* WHAT TO DO: Say how many lines of the listing below contain "bool", giving the number and nothing else.

* AVAILABLE RECORDS:

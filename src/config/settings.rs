//! Application settings structs, defaults and TOML persistence.
//!
//! All structs implement `Serialize`, `Deserialize`, `Default` and `Clone`
//! so they can be round-tripped through TOML files and handed to the worker
//! task.  Every struct is `#[serde(default)]`, so a hand-edited file only
//! needs the keys it wants to override.

use anyhow::Result;
use serde::{Deserialize, Serialize};

use super::AppPaths;

// ---------------------------------------------------------------------------
// GeneratorConfig
// ---------------------------------------------------------------------------

/// Settings for the text-generation backend.
///
/// The sampling configuration is fixed for the whole session: it is read
/// once at startup when the [`ApiGenerator`](crate::generate::ApiGenerator)
/// is built.
#[derive(Debug, Clone, Serialize, Deserialize)]
#[serde(default)]
pub struct GeneratorConfig {
    /// Base URL of an OpenAI-compatible endpoint.
    ///
    /// - Ollama default: `http://localhost:11434`
    /// - vLLM / LM Studio: `http://localhost:8000`
    pub base_url: String,
    /// API key: `None` for local providers.
    pub api_key: Option<String>,
    /// Model identifier sent to the API.
    pub model: String,
    /// Upper bound on generated tokens per call.
    pub max_tokens: u32,
    /// Stochastic sampling.  When `false` the request is sent with
    /// temperature 0 (greedy decoding).
    pub do_sample: bool,
    /// Sampling temperature used when `do_sample` is set.
    pub temperature: f32,
    /// Prefix the continuation with the input text, the way text-generation
    /// pipelines report `generated_text`.
    pub return_full_text: bool,
    /// Optional request timeout in seconds.  `None` waits indefinitely.
    pub timeout_secs: Option<u64>,
}

impl Default for GeneratorConfig {
    fn default() -> Self {
        Self {
            base_url: "http://localhost:11434".into(),
            api_key: None,
            model: "qwen2.5:3b".into(),
            max_tokens: 300,
            do_sample: true,
            temperature: 0.7,
            return_full_text: true,
            timeout_secs: None,
        }
    }
}

// ---------------------------------------------------------------------------
// FetchConfig
// ---------------------------------------------------------------------------

/// Settings for the URL text extractor.
#[derive(Debug, Clone, Default, Serialize, Deserialize)]
#[serde(default)]
pub struct FetchConfig {
    /// Optional request timeout in seconds.  `None` waits indefinitely.
    pub timeout_secs: Option<u64>,
}

// ---------------------------------------------------------------------------
// SpeechConfig
// ---------------------------------------------------------------------------

/// Settings for the speech synthesizer.
#[derive(Debug, Clone, Serialize, Deserialize)]
#[serde(default)]
pub struct SpeechConfig {
    /// Name or path of the eSpeak NG executable.
    pub engine_binary: String,
    /// Voice name passed with `-v` (e.g. `"en-us"`).  `None` uses the engine
    /// default.
    pub voice: Option<String>,
    /// Speaking rate passed with `-s`.  `None` uses the engine default.
    pub words_per_minute: Option<u32>,
}

impl Default for SpeechConfig {
    fn default() -> Self {
        Self {
            engine_binary: "espeak-ng".into(),
            voice: None,
            words_per_minute: None,
        }
    }
}

// ---------------------------------------------------------------------------
// UiConfig
// ---------------------------------------------------------------------------

/// egui window appearance settings.
#[derive(Debug, Clone, Serialize, Deserialize)]
#[serde(default)]
pub struct UiConfig {
    /// Number of characters of the input text shown in the preview area.
    pub preview_chars: usize,
    /// Initial inner window size `(width, height)`.
    pub window_size: (f32, f32),
    /// Last saved window position.  `None` lets the window manager decide.
    pub window_position: Option<(f32, f32)>,
}

impl Default for UiConfig {
    fn default() -> Self {
        Self {
            preview_chars: 1000,
            window_size: (720.0, 820.0),
            window_position: None,
        }
    }
}

// ---------------------------------------------------------------------------
// AppConfig  (top-level)
// ---------------------------------------------------------------------------

/// Top-level application configuration, serialised as `settings.toml`.
///
/// ```rust,no_run
/// use echoverse::config::AppConfig;
///
/// // Load (returns Default when file is missing)
/// let config = AppConfig::load().unwrap();
/// assert!(config.generator.max_tokens > 0);
/// ```
#[derive(Debug, Clone, Default, Serialize, Deserialize)]
#[serde(default)]
pub struct AppConfig {
    /// Text-generation backend.
    pub generator: GeneratorConfig,
    /// URL text extraction.
    pub fetch: FetchConfig,
    /// Speech synthesis engine.
    pub speech: SpeechConfig,
    /// Window settings.
    pub ui: UiConfig,
}

impl AppConfig {
    /// Load configuration from the platform-appropriate `settings.toml`.
    ///
    /// Returns `Ok(AppConfig::default())` when the file does not exist.
    pub fn load() -> Result<Self> {
        Self::load_from(&AppPaths::new().settings_file)
    }

    /// Load from an explicit path (useful for tests).
    pub fn load_from(path: &std::path::Path) -> Result<Self> {
        if !path.exists() {
            return Ok(Self::default());
        }
        let content = std::fs::read_to_string(path)?;
        let config: Self = toml::from_str(&content)?;
        Ok(config)
    }

    /// Save configuration to the platform-appropriate `settings.toml`,
    /// creating parent directories as needed.
    pub fn save(&self) -> Result<()> {
        self.save_to(&AppPaths::new().settings_file)
    }

    /// Save to an explicit path (useful for tests).
    pub fn save_to(&self, path: &std::path::Path) -> Result<()> {
        if let Some(parent) = path.parent() {
            std::fs::create_dir_all(parent)?;
        }
        let content = toml::to_string_pretty(self)?;
        std::fs::write(path, content)?;
        Ok(())
    }
}

// ---------------------------------------------------------------------------
// Tests
// ---------------------------------------------------------------------------
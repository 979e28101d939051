//! Session worker: runs user actions against the [`Session`] on tokio.
//!
//! The UI sends [`SessionCommand`]s and polls [`SessionEvent`]s back.
//! Commands are handled strictly in arrival order, so a Speak queued behind
//! an Explain always reads the new explanation.
//!
//! ```text
//! LoadDocument ─▶ Busy(Extracting) ─▶ spawn_blocking(parse)
//!                                      ─▶ TextReady | TextCleared + Failed
//! FetchLink    ─▶ Busy(Fetching)   ─▶ fetcher (async)
//!                                      ─▶ TextReady | TextCleared + Failed
//! Explain      ─▶ Busy(Explaining) ─▶ generator (async)
//!                                      ─▶ ExplanationReady | ExplainSkipped | Failed
//! Speak        ─▶ Busy(Speaking)   ─▶ spawn_blocking(tts)
//!                                      ─▶ AudioReady | Failed
//! ```

use std::sync::Arc;

use tokio::sync::mpsc;

use crate::extract::{DocumentExtractor, DocumentSource, LinkSource};
use crate::generate::Generator;
use crate::speech::{AudioClip, SpeechSynthesizer};

use super::state::{
    ExplainOutcome, InputMode, Session, SessionError, TextPreview, MAX_PREVIEW_CHARS,
};

// ---------------------------------------------------------------------------
// Messages
// ---------------------------------------------------------------------------

/// UI → worker.
#[derive(Debug)]
pub enum SessionCommand {
    SelectMode(InputMode),
    ProvideText(String),
    LoadDocument(DocumentSource),
    FetchLink(String),
    Explain,
    Speak,
}

impl SessionCommand {
    /// Command name for logs; never includes user text.
    pub fn kind(&self) -> &'static str {
        match self {
            SessionCommand::SelectMode(_) => "select-mode",
            SessionCommand::ProvideText(_) => "provide-text",
            SessionCommand::LoadDocument(_) => "load-document",
            SessionCommand::FetchLink(_) => "fetch-link",
            SessionCommand::Explain => "explain",
            SessionCommand::Speak => "speak",
        }
    }
}

/// Long-running step the worker is currently in.
#[derive(Debug, Clone, Copy, PartialEq, Eq)]
pub enum Activity {
    Extracting,
    Fetching,
    Explaining,
    Speaking,
}

impl Activity {
    /// Status-line text.
    pub fn label(&self) -> &'static str {
        match self {
            Activity::Extracting => "Reading document...",
            Activity::Fetching => "Fetching link...",
            Activity::Explaining => "Generating explanation...",
            Activity::Speaking => "Synthesizing speech...",
        }
    }
}

/// Worker → UI.
///
/// Every `Busy` is followed by exactly one of `TextReady`, `Failed`,
/// `ExplanationReady`, `ExplainSkipped` or `AudioReady`.
#[derive(Debug, Clone)]
pub enum SessionEvent {
    Busy(Activity),
    /// New input text is in place.
    TextReady(TextPreview),
    /// The input text was dropped (mode switch or failed extraction).
    TextCleared,
    ExplanationReady(String),
    /// Explain was requested with blank input.
    ExplainSkipped,
    AudioReady(AudioClip),
    Failed { message: String },
}

// ---------------------------------------------------------------------------
// SessionWorker
// ---------------------------------------------------------------------------

/// Owns the session and its collaborators.
///
/// Create with [`SessionWorker::new`], then spawn [`run`](Self::run) on the
/// tokio runtime.
pub struct SessionWorker {
    session: Session,
    generator: Arc<dyn Generator>,
    fetcher: Arc<dyn LinkSource>,
    extractor: Arc<dyn DocumentExtractor>,
    synthesizer: Arc<dyn SpeechSynthesizer>,
    preview_chars: usize,
}

impl SessionWorker {
    pub fn new(
        generator: Arc<dyn Generator>,
        fetcher: Arc<dyn LinkSource>,
        extractor: Arc<dyn DocumentExtractor>,
        synthesizer: Arc<dyn SpeechSynthesizer>,
        preview_chars: usize,
    ) -> Self {
        Self {
            session: Session::new(),
            generator,
            fetcher,
            extractor,
            synthesizer,
            preview_chars: preview_chars.min(MAX_PREVIEW_CHARS),
        }
    }

    /// Process commands until `command_rx` is closed, then hand back the
    /// final session.
    pub async fn run(
        mut self,
        mut command_rx: mpsc::Receiver<SessionCommand>,
        event_tx: mpsc::Sender<SessionEvent>,
    ) -> Session {
        while let Some(command) = command_rx.recv().await {
            let events = self.handle(command).await;
            for event in events {
                // The UI may already be gone during shutdown.
                let _ = event_tx.send(event).await;
            }
        }

        log::info!("session: command channel closed, worker shutting down");
        self.session
    }

    async fn handle(&mut self, command: SessionCommand) -> Vec<SessionEvent> {
        log::debug!("session: handling {}", command.kind());
        match command {
            SessionCommand::SelectMode(mode) => {
                self.session.select_mode(mode);
                vec![SessionEvent::TextCleared]
            }

            SessionCommand::ProvideText(text) => {
                self.session.provide_text(text);
                vec![SessionEvent::TextReady(self.preview())]
            }

            SessionCommand::LoadDocument(source) => {
                let mut events = vec![SessionEvent::Busy(Activity::Extracting)];
                match self.load_document(source).await {
                    Ok(()) => events.push(SessionEvent::TextReady(self.preview())),
                    Err(message) => {
                        events.push(SessionEvent::TextCleared);
                        events.push(failed(message));
                    }
                }
                events
            }

            SessionCommand::FetchLink(url) => {
                let mut events = vec![SessionEvent::Busy(Activity::Fetching)];
                match self.session.fetch_link(&url, self.fetcher.as_ref()).await {
                    Ok(()) => events.push(SessionEvent::TextReady(self.preview())),
                    Err(e) => {
                        events.push(SessionEvent::TextCleared);
                        events.push(failed(e.to_string()));
                    }
                }
                events
            }

            SessionCommand::Explain => {
                let mut events = vec![SessionEvent::Busy(Activity::Explaining)];
                events.push(match self.session.explain(self.generator.as_ref()).await {
                    Ok(ExplainOutcome::Explained) => {
                        SessionEvent::ExplanationReady(self.session.explanation().to_string())
                    }
                    Ok(ExplainOutcome::Skipped) => SessionEvent::ExplainSkipped,
                    Err(e) => failed(e.to_string()),
                });
                events
            }

            SessionCommand::Speak => {
                let mut events = vec![SessionEvent::Busy(Activity::Speaking)];
                events.push(match self.speak().await {
                    Ok(clip) => SessionEvent::AudioReady(clip),
                    Err(message) => failed(message),
                });
                events
            }
        }
    }

    /// PDF parsing is CPU-bound; run it on a draft copy in the blocking pool
    /// and adopt the draft once the task has finished.
    async fn load_document(&mut self, source: DocumentSource) -> Result<(), String> {
        let mut draft = self.session.clone();
        let extractor = Arc::clone(&self.extractor);

        let joined = tokio::task::spawn_blocking(move || {
            let result = draft.load_document(source, extractor.as_ref());
            (draft, result)
        })
        .await;

        match joined {
            Ok((draft, result)) => {
                self.session = draft;
                result.map_err(|e| e.to_string())
            }
            Err(e) => {
                // The draft is lost with the task; mirror the failure policy.
                self.session.provide_text(String::new());
                Err(format!("internal error while reading the document: {e}"))
            }
        }
    }

    async fn speak(&self) -> Result<AudioClip, String> {
        if !self.session.has_explanation() {
            return Err(SessionError::NothingToSpeak.to_string());
        }

        let session = self.session.clone();
        let synthesizer = Arc::clone(&self.synthesizer);

        match tokio::task::spawn_blocking(move || session.speak(synthesizer.as_ref())).await {
            Ok(result) => result.map_err(|e| e.to_string()),
            Err(e) => Err(format!("internal error while synthesizing speech: {e}")),
        }
    }

    fn preview(&self) -> TextPreview {
        self.session.preview(self.preview_chars)
    }
}

fn failed(message: String) -> SessionEvent {
    log::error!("session: {message}");
    SessionEvent::Failed { message }
}

// ---------------------------------------------------------------------------
// Tests
// ---------------------------------------------------------------------------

* FINAL ANSWER: 2